[Opening Task data section]

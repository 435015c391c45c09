// [libs/domain/shard-engine/src/engine.rs]
//! Shard lifecycle: bulk creation, claim/renew/release,
//! done/failed reporting, orphan discovery and reclamation, and the
//! admin-only split/reset verbs. Every multi-key change here is one
//! atomic `CoordinationStore::txn` call — no component writes related
//! keys in separate round trips.

use std::sync::Arc;

use certslurp_coordination_store::{to_json_bytes, CoordinationStore, Predicate, TxnOp};
use certslurp_config::ShardPolicy;
use certslurp_domain_models::keys;
use certslurp_domain_models::{Manifest, ShardAssignment, ShardAssignmentStatus, ShardRange};
use chrono::{DateTime, Duration as ChronoDuration, Utc};
use tracing::{info, instrument, warn};

use crate::errors::ShardEngineError;

/// A shard released back to the pool (not failed) sits in a short
/// backoff so the same worker doesn't immediately re-claim it before
/// another worker gets a chance.
const RELEASE_BACKOFF_SECS: i64 = 5;

pub struct ShardEngine {
    store: Arc<dyn CoordinationStore>,
    root: String,
    policy: ShardPolicy,
}
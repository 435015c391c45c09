// [libs/infra/secrets/src/lib.rs]
//! Node enrollment, sealed cluster-key distribution, and encrypted
//! secret storage. This crate is the only place that touches the two
//! fixed crypto primitives; nothing above it sees plaintext key
//! material.

pub mod client;
pub mod crypto;
pub mod errors;
pub mod keypair;

pub use client::{EnrollmentOutcome, PendingNode, SecretsAdmin, SecretsClient};
pub use crypto::CLUSTER_KEY_LEN;
pub use errors::SecretsError;
pub use keypair::NodeKeypair;
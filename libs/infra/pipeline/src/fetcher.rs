// [libs/infra/pipeline/src/fetcher.rs]
//! Streaming CT-log producer (a producer/consumer pair feeding a
//! shard's pipeline), plus the `get-sth` lookup the auto-sharding
//! tier table needs when a job leaves `index_end` at zero.

use std::time::Duration;

use async_trait::async_trait;
use certslurp_domain_models::RawLogEntry;
use serde::Deserialize;
use tracing::instrument;

use crate::errors::PipelineError;

/// A CT log's signed tree head, as returned by `get-sth`.
#[derive(Debug, Clone, Copy)]
pub struct TreeHead {
    pub tree_size: u64,
}

/// The per-shard producer contract: fetch a window of entries, or the
/// log's current size. Implementations may be network clients (used
/// in production) or fixtures (used in tests).
#[async_trait]
pub trait CtLogFetcher: Send + Sync {
    async fn get_sth(&self) -> Result<TreeHead, PipelineError>;

    /// Fetches `[start, end)`, inclusive-exclusive like every other
    /// index range in this system; the RFC 6962 API itself is
    /// inclusive-inclusive, so the HTTP implementation subtracts one
    /// from `end` before calling out.
    async fn get_entries(&self, start: u64, end: u64) -> Result<Vec<RawLogEntry>, PipelineError>;
}

/// Talks to a real CT log's `ct/v1/get-entries` and `ct/v1/get-sth`
/// endpoints (RFC 6962).
pub struct HttpCtLogFetcher {
    client: reqwest::Client,
    log_uri: String,
}

impl HttpCtLogFetcher {
    pub fn new(log_uri: impl Into<String>) -> Self {
        HttpCtLogFetcher {
            client: reqwest::Client::builder()
                .timeout(Duration::from_secs(30))
                .user_agent("certslurp-worker/0.1")
                .build()
                .expect("static reqwest client config must build"),
            log_uri: log_uri.into(),
        }
    }
}

#[derive(Deserialize)]
struct GetSthResponse {
    tree_size: u64,
}

#[derive(Deserialize)]
struct GetEntriesResponse {
    entries: Vec<GetEntriesEntry>,
}

#[derive(Deserialize)]
struct GetEntriesEntry {
    leaf_input: String,
    extra_data: String,
}

#[async_trait]
impl CtLogFetcher for HttpCtLogFetcher {
    #[instrument(skip(self))]
    async fn get_sth(&self) -> Result<TreeHead, PipelineError> {
        let url = format!("{}/ct/v1/get-sth", self.log_uri.trim_end_matches('/'));
        let response = self.client.get(&url).send().await?;
        if !response.status().is_success() {
            return Err(PipelineError::FetchMalformed(format!(
                "get-sth returned status {}",
                response.status()
            )));
        }
        let body: GetSthResponse = response.json().await?;
        Ok(TreeHead { tree_size: body.tree_size })
    }

    #[instrument(skip(self))]
    async fn get_entries(&self, start: u64, end: u64) -> Result<Vec<RawLogEntry>, PipelineError> {
        if end <= start {
            return Ok(Vec::new());
        }
        let url = format!(
            "{}/ct/v1/get-entries?start={}&end={}",
            self.log_uri.trim_end_matches('/'),
            start,
            end - 1
        );
        let response = self.client.get(&url).send().await?;
        if !response.status().is_success() {
            return Err(PipelineError::FetchMalformed(format!(
                "get-entries returned status {}",
                response.status()
            )));
        }
        let body: GetEntriesResponse = response.json().await?;

        body.entries
            .into_iter()
            .enumerate()
            .map(|(offset, entry)| {
                use base64::{engine::general_purpose::STANDARD, Engine as _};
                Ok(RawLogEntry {
                    index: start + offset as u64,
                    leaf_input: STANDARD
                        .decode(entry.leaf_input)
                        .map_err(|e| PipelineError::FetchMalformed(e.to_string()))?,
                    extra_data: STANDARD
                        .decode(entry.extra_data)
                        .map_err(|e| PipelineError::FetchMalformed(e.to_string()))?,
                })
            })
            .collect()
    }
}

/// A fixed in-memory log, used by tests and by `raw`/`passthrough`/`null`
/// smoke runs so a shard processor can be exercised without a network.
pub struct InMemoryCtLogFetcher {
    entries: Vec<RawLogEntry>,
    tree_size: u64,
}

impl InMemoryCtLogFetcher {
    pub fn new(entries: Vec<RawLogEntry>) -> Self {
        let tree_size = entries.len() as u64;
        InMemoryCtLogFetcher { entries, tree_size }
    }
}

#[async_trait]
impl CtLogFetcher for InMemoryCtLogFetcher {
    async fn get_sth(&self) -> Result<TreeHead, PipelineError> {
        Ok(TreeHead { tree_size: self.tree_size })
    }

    async fn get_entries(&self, start: u64, end: u64) -> Result<Vec<RawLogEntry>, PipelineError> {
        let start = start as usize;
        let end = (end as usize).min(self.entries.len());
        if start >= end {
            return Ok(Vec::new());
        }
        Ok(self.entries[start..end].to_vec())
    }
}

#[cfg(test)]
mod tests {
    use super::*;

    fn entry(index: u64) -> RawLogEntry {
        RawLogEntry { index, leaf_input: vec![index as u8], extra_data: vec![] }
    }

    #[tokio::test]
    async fn in_memory_fetcher_reports_tree_size_and_windows() {
        let fetcher = InMemoryCtLogFetcher::new((0..10).map(entry).collect());
        let sth = fetcher.get_sth().await.unwrap();
        assert_eq!(sth.tree_size, 10);

        let window = fetcher.get_entries(2, 5).await.unwrap();
        assert_eq!(window.len(), 3);
        assert_eq!(window[0].index, 2);
    }

    #[tokio::test]
    async fn in_memory_fetcher_clamps_an_out_of_range_window() {
        let fetcher = InMemoryCtLogFetcher::new((0..4).map(entry).collect());
        let window = fetcher.get_entries(2, 100).await.unwrap();
        assert_eq!(window.len(), 2);
    }
}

[Closing Task data section]

• [Exercise details]: Only one stretch of the entries above is wanted: the lines from the one containing "filename libs/infra/pipeline/src/fetcher.rs" through the one containing "entries, or the". Please reproduce it exactly.

• [Problem solution]:
filename libs/infra/pipeline/src/fetcher.rs
// [libs/infra/pipeline/src/fetcher.rs]
//! Streaming CT-log producer (a producer/consumer pair feeding a
//! shard's pipeline), plus the `get-sth` lookup the auto-sharding
//! tier table needs when a job leaves `index_end` at zero.

use std::time::Duration;

use async_trait::async_trait;
use certslurp_domain_models::RawLogEntry;
use serde::Deserialize;
use tracing::instrument;

use crate::errors::PipelineError;

/// A CT log's signed tree head, as returned by `get-sth`.
#[derive(Debug, Clone, Copy)]
pub struct TreeHead {
    pub tree_size: u64,
}

/// The per-shard producer contract: fetch a window of entries, or the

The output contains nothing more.